In re Marriage of Smith & Maescher (Cal. 1993)
 Rule of Law: A party to an agreement that is expressly designed to benefit a third party may obtain
specific performance of the agreement.
 Facts: Donald Maescher (D) and Daphne Smith (P) entered into a separation agreement in 1976, ending
almost 11 years of marriage. The separation agreement required Maescher to make child-support
payments for each of their two children until the children turned 18 years old. The agreement also
required that Maescher pay for college for each child. Maescher paid for college for the oldest child,
Peter, for the first three years. However, Maescher declined to pay for Peter’s fourth year of college in
advance. Maescher only agreed to pay for the fourth year’s tuition if Peter attained a B average during
the year, as Peter had not been making good grades. Peter was unable to obtain financial assistance
from the college, and Smith paid for the fourth year’s tuition, which was approximately $11,000.

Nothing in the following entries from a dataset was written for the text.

//! Locating bundled native tools: the ONNX Runtime dylib and `ffmpeg`.

use std::env;
use std::path::{Path, PathBuf};
use std::process::{Command, Stdio};

use anyhow::{bail, Context, Result};
use tracing::{info, warn};

#[cfg(all(unix, not(target_os = "macos")))]
const ORT_LIB_NAME: &str = "libonnxruntime.so";
#[cfg(target_os = "macos")]
const ORT_LIB_NAME: &str = "libonnxruntime.dylib";
#[cfg(windows)]
const ORT_LIB_NAME: &str = "onnxruntime.dll";

const ORT_DYLIB_ENV: &str = "ORT_DYLIB_PATH";

fn exe_dir() -> Option<PathBuf> {
    env::current_exe()
        .and_then(|path| path.canonicalize())
        .ok()
        .and_then(|path| path.parent().map(Path::to_path_buf))
}

fn push_unique(dirs: &mut Vec<PathBuf>, dir: PathBuf) {
    if !dirs.contains(&dir) {
        dirs.push(dir);
    }
}

/// `<exe>/lib`, `<exe>/../lib`, `<cwd>/lib`, then system locations.
fn candidate_lib_dirs() -> Vec<PathBuf> {
    let mut dirs = Vec::new();
    if let Some(exe_dir) = exe_dir() {
        #[cfg(windows)]
        push_unique(&mut dirs, exe_dir.clone());
        push_unique(&mut dirs, exe_dir.join("lib"));
        if let Some(parent) = exe_dir.parent() {
            push_unique(&mut dirs, parent.join("lib"));
        }
    }
    if let Ok(cwd) = env::current_dir() {
        push_unique(&mut dirs, cwd.join("lib"));
    }
    #[cfg(unix)]
    {
        push_unique(&mut dirs, PathBuf::from("/usr/local/lib"));
        push_unique(&mut dirs, PathBuf::from("/usr/lib"));
    }
    dirs
}

fn candidate_bin_dirs() -> Vec<PathBuf> {
    let mut dirs = Vec::new();
    if let Some(exe_dir) = exe_dir() {
        push_unique(&mut dirs, exe_dir.clone());
        push_unique(&mut dirs, exe_dir.join("bin"));
        if let Some(parent) = exe_dir.parent() {
            push_unique(&mut dirs, parent.join("bin"));
        }
    }
    if let Ok(cwd) = env::current_dir() {
        push_unique(&mut dirs, cwd.join("bin"));
    }
    dirs
}

fn binary_file_name(binary: &str) -> String {
    if cfg!(windows) && Path::new(binary).extension().is_none() {
        format!("{binary}.exe")
    } else {
        binary.to_string()
    }
}

fn find_in_dirs(file_name: &str, dirs: &[PathBuf]) -> Option<PathBuf> {
    dirs.iter()
        .map(|dir| dir.join(file_name))
        .find(|candidate| candidate.is_file())
}

/// A `Command` for `binary`, preferring a copy shipped next to the executable
/// over whatever `PATH` resolves.
pub fn command_for(binary: &str) -> Command {
    match find_in_dirs(&binary_file_name(binary), &candidate_bin_dirs()) {
        Some(path) => Command::new(path),
        None => Command::new(binary),
    }
}

/// Point `ORT_DYLIB_PATH` at a bundled ONNX Runtime when the variable is unset.
///
/// Must run before the first `ort` session is built.
pub fn setup_runtime_libs() {
    if env::var_os(ORT_DYLIB_ENV).is_some() {
        return;
    }
    if let Some(path) = find_in_dirs(ORT_LIB_NAME, &candidate_lib_dirs()) {
        env::set_var(ORT_DYLIB_ENV, &path);
    }
}

pub fn log_runtime_lib_status() {
    match env::var(ORT_DYLIB_ENV) {
        Ok(path) if Path::new(&path).is_file() => info!(path = %path, "ONNX Runtime library"),
        Ok(path) => warn!(path = %path, "ORT_DYLIB_PATH is set but the file does not exist"),
        Err(_) => warn!("ORT_DYLIB_PATH not set, ONNX Runtime will use default search paths"),
    }
}

/// First line of `ffmpeg -version`, or an error when ffmpeg cannot run.
pub fn ffmpeg_version() -> Result<String> {
    let output = command_for("ffmpeg")
        .arg("-version")
        .stdin(Stdio::null())
        .stderr(Stdio::null())
        .output()
        .context("failed to run ffmpeg; is it installed?")?;
    if !output.status.success() {
        bail!("ffmpeg -version exited with {}", output.status);
    }
    let stdout = String::from_utf8_lossy(&output.stdout);
    Ok(stdout.lines().next().unwrap_or_default().trim().to_string())
}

Maescher provided a gift of $10,000 to Peter at the end of the year and suggested that Peter repay
Smith for his tuition. Smith refused to accept the $10,000. Instead, Smith sued Maescher, alleging
breach of the separation agreement. The trial court ordered Maescher to reimburse Smith for the fourth
year’s tuition. Maescher appealed to the California Court of Appeals.
 Issue: May a party to an agreement that is expressly designed to benefit a third party obtain specific
performance of the agreement?
 Holding and Reasoning (Work, J.): Yes. A party to an agreement that is expressly designed to benefit a
third party may obtain specific performance of the agreement. While a third-party beneficiary may
enforce an agreement made expressly for the third party’s benefit, a contracting party may also enforce
the agreement. If the benefit to the third party is a debt of the promisee, the promisee may be able to
obtain monetary damages. However, if the third party is simply a donee beneficiary, the promisee will not
be able to obtain monetary damages, because the promisee has no economic interest in the performance
of the contract. The promisee can still enforce the contract, but the enforcement of the contract must
be through an action seeking specific performance. In this case, Smith did not owe a debt to Peter.
Smith was not obligated to pay the tuition. Therefore, Peter was a donee beneficiary. Consequently,
Smith could not obtain a money judgment against Maescher for breach of the third-party-beneficiary
contract. Accordingly, the judgment of the trial court is reversed.
 Notes
o The distinction between creditor and donee beneficiary is important here:
 Donee beneficiary: a third-party beneficiary of a contract to whom the promised
performance comes without cost as a donation/gift.
 Creditor beneficiary: a third-party beneficiary of a contract to whom the promised
performance comes from a debt or obligation to the promisee.
o The basis for allowing damages to a promisor where the beneficiary is a creditor is that if the
promisor does not pay, the promisee remains liable.
o By contrast, because a gift cannot be enforced against the promisee, nonpayment of the gift
does not result in damages to the promisee.